Dr. Andy

Reflections on medicine and biology among other things

Thursday, December 15, 2005

Health insurance as cake

Two excellent articles from Arnold Kling on what should be done about the cost of health insurance, which, as he points out, really means the cost of health care:
The cost of health insurance has been rising, leading to well-publicized problems in the employer-provided health insurance system and increasing numbers of uninsured. But blaming insurance companies for that is like saying that the calories in a double-fudge chocolate cake are all in the icing.

The cake of health care expenses consists of health care services -- doctor visits, surgeries, and all the rest. The icing consists of health insurance -- administrative costs, profits and all that. In dollar terms, the icing represents less than ten percent of the iced cake.

Many proposals to reform health care finance mistake the icing for the whole cake.
Of course many what many advocates of "reform" really want is wholesale rationing of care. But they don't think it's fair that some would pay for care outside the system, so they need to go to single payer to disallow that.

Kling makes eminently sensible proposals for catastrophic coverage (covering care >10,000K per year per person), pointing out that current policies are akin to car insurance that pays for gasoline and oil changes.

I agree, but also think that at some point we must recognize that a system in which everyone is entitled to the care the richest/most desiring of care are willing to pay for is unsustainable. I'll try to post more on this later.
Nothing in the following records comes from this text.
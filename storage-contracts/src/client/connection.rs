// SPDX-License-Identifier: GPL-3.0-only

//! Plugin session
//!
//! A [`Connection`] owns its transport and the most recent error. Every
//! operation takes `&mut self`, so at most one call is in flight per
//! connection; independent work needs independent connections.

use std::collections::BTreeMap;

use storage_types::Flags;
use tracing::{debug, warn};

use super::array::decode_entities;
use super::config::ConnectConfig;
use super::job::{Submission, parse_job_only, parse_submission};
use super::{Result, translate, validate};
use crate::protocol::{DecodeError, LsmError, Transport, Value, ValueType, WireEntity};

/// Named parameters for one call; `flags` is always present
pub(crate) struct Params(BTreeMap<String, Value>);

impl Params {
    pub(crate) fn new(flags: Flags) -> Self {
        let mut params = BTreeMap::new();
        params.insert("flags".to_string(), Value::from(flags.bits()));
        Self(params)
    }

    pub(crate) fn with(mut self, name: &str, value: impl Into<Value>) -> Self {
        self.0.insert(name.to_string(), value.into());
        self
    }

    fn into_value(self) -> Value {
        Value::Object(self.0)
    }
}

pub struct Connection {
    transport: Box<dyn Transport>,
    uri: String,
    plugin: String,
    last_error: Option<LsmError>,
}

impl std::fmt::Debug for Connection {
    fn fmt(&self, f: &mut std::fmt::Formatter<'_>) -> std::fmt::Result {
        f.debug_struct("Connection")
            .field("uri", &self.uri)
            .field("plugin", &self.plugin)
            .field("last_error", &self.last_error)
            .finish_non_exhaustive()
    }
}

impl Connection {
    /// Validate `config`, then run the `startup` handshake over `transport`.
    ///
    /// On any failure the transport is closed before the error is returned.
    pub async fn connect(
        mut transport: Box<dyn Transport>,
        config: &ConnectConfig,
        flags: Flags,
    ) -> Result<Self> {
        let plugin = match validate::flags(flags).and_then(|()| {
            config.validate()?;
            config.plugin_name()
        }) {
            Ok(plugin) => plugin,
            Err(err) => {
                transport.close().await;
                return Err(err);
            }
        };

        let params = Params::new(flags)
            .with("uri", &config.uri)
            .with("password", config.password.as_deref())
            .with("timeout", config.timeout_ms);

        debug!(%plugin, timeout_ms = config.timeout_ms, "starting plugin session");
        if let Err(err) = transport.rpc("startup", params.into_value()).await {
            transport.close().await;
            let err = translate::transport_error("startup", err);
            warn!(%plugin, error = %err, "plugin handshake failed");
            return Err(err);
        }

        Ok(Self {
            transport,
            uri: config.uri.clone(),
            plugin,
            last_error: None,
        })
    }

    /// Send `shutdown` and release the transport.
    ///
    /// The connection is gone afterwards whatever the outcome; the returned
    /// status is that of the shutdown request.
    pub async fn close(mut self, flags: Flags) -> Result<()> {
        self.last_error = None;
        let outcome = match validate::flags(flags) {
            Ok(()) => self
                .transport
                .rpc("shutdown", Params::new(flags).into_value())
                .await
                .map(|_| ())
                .map_err(|err| translate::transport_error("shutdown", err)),
            Err(err) => Err(err),
        };
        self.transport.close().await;
        debug!(plugin = %self.plugin, ok = outcome.is_ok(), "plugin session closed");
        outcome
    }

    pub fn uri(&self) -> &str {
        &self.uri
    }

    /// Plugin name taken from the URI scheme
    pub fn plugin(&self) -> &str {
        &self.plugin
    }

    /// Error recorded by the most recent operation, if it failed
    pub fn last_error(&self) -> Option<&LsmError> {
        self.last_error.as_ref()
    }

    /// Set the timeout the plugin applies to its own array calls
    pub async fn timeout_set(&mut self, timeout_ms: u32, flags: Flags) -> Result<()> {
        self.gate(|| validate::flags(flags))?;
        let params = Params::new(flags).with("ms", timeout_ms);
        self.call_unit("time_out_set", params).await
    }

    pub async fn timeout_get(&mut self, flags: Flags) -> Result<u32> {
        self.gate(|| validate::flags(flags))?;
        let reply = self.call("time_out_get", Params::new(flags)).await?;
        self.decode("time_out_get", reply.as_u32())
    }

    /// Start an operation: clear the error slot and run its argument checks.
    /// A failing check is returned as is. It is not recorded and nothing is sent.
    pub(crate) fn gate(&mut self, checks: impl FnOnce() -> Result<()>) -> Result<()> {
        self.last_error = None;
        checks().inspect_err(|err| {
            debug!(plugin = %self.plugin, number = %err.number, "argument check failed");
        })
    }

    fn record(&mut self, err: LsmError) -> LsmError {
        warn!(plugin = %self.plugin, number = %err.number, message = %err.message, "operation failed");
        self.last_error = Some(err.clone());
        err
    }

    /// Perform one RPC, translating transport failures
    pub(crate) async fn call(&mut self, method: &str, params: Params) -> Result<Value> {
        debug!(plugin = %self.plugin, method, "rpc");
        match self.transport.rpc(method, params.into_value()).await {
            Ok(reply) => Ok(reply),
            Err(err) => {
                let err = translate::transport_error(method, err);
                Err(self.record(err))
            }
        }
    }

    /// Surface a failure to interpret a successful reply
    pub(crate) fn decode<T>(&mut self, method: &str, decoded: Result<T, DecodeError>) -> Result<T> {
        decoded.map_err(|err| {
            let err = translate::decode_error(method, err);
            self.record(err)
        })
    }

    pub(crate) async fn call_unit(&mut self, method: &str, params: Params) -> Result<()> {
        self.call(method, params).await.map(|_| ())
    }

    pub(crate) async fn call_bool(&mut self, method: &str, params: Params) -> Result<bool> {
        let reply = self.call(method, params).await?;
        self.decode(method, reply.as_bool())
    }

    pub(crate) async fn call_list<T: WireEntity>(
        &mut self,
        method: &str,
        params: Params,
    ) -> Result<Vec<T>> {
        let reply = self.call(method, params).await?;
        self.decode(method, decode_entities(&reply))
    }

    /// Call an operation that returns a `T` inline or a job
    pub(crate) async fn submit<T: WireEntity>(
        &mut self,
        method: &str,
        params: Params,
    ) -> Result<Submission<T>> {
        let reply = self.call(method, params).await?;
        let submission = self.decode(method, parse_submission(&reply))?;
        if let Some(job) = submission.job() {
            debug!(method, %job, "job started");
        }
        Ok(submission)
    }

    /// Call an operation that returns nothing inline or a job
    pub(crate) async fn submit_job(&mut self, method: &str, params: Params) -> Result<Submission<()>> {
        let reply = self.call(method, params).await?;
        let submission = self.decode(method, parse_job_only(&reply))?;
        if let Some(job) = submission.job() {
            debug!(method, %job, "job started");
        }
        Ok(submission)
    }

    /// Call an operation whose reply must be a `T` object
    pub(crate) async fn call_entity<T: WireEntity>(
        &mut self,
        method: &str,
        params: Params,
    ) -> Result<T> {
        let reply = self.call(method, params).await?;
        let decoded = match reply.value_type() {
            ValueType::Object => T::from_value(&reply),
            found => Err(DecodeError::WrongType {
                expected: ValueType::Object,
                found,
            }),
        };
        self.decode(method, decoded)
    }
}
Kling proposes truly catastrophic coverage be mandatory and that other health care be paid for directly by consumers. This would certainly lead to an end to the current view that health care is a "free good." Right now, none of my patients has any idea how much a visit to me costs, how much skin testing is, etc. Why? Because they aren't paying.

I was a bit disappointed that Kling didn't address health care savings accounts (HSAs) which allow workers to accumulate health care dollars pre-tax and carry them over year to year (unlike the ridiculous current flexible spending accounts where you forfeit your money if you don't spend it, encouraging unnecessary expenditures) coupled with high deductible catastrophic coverage.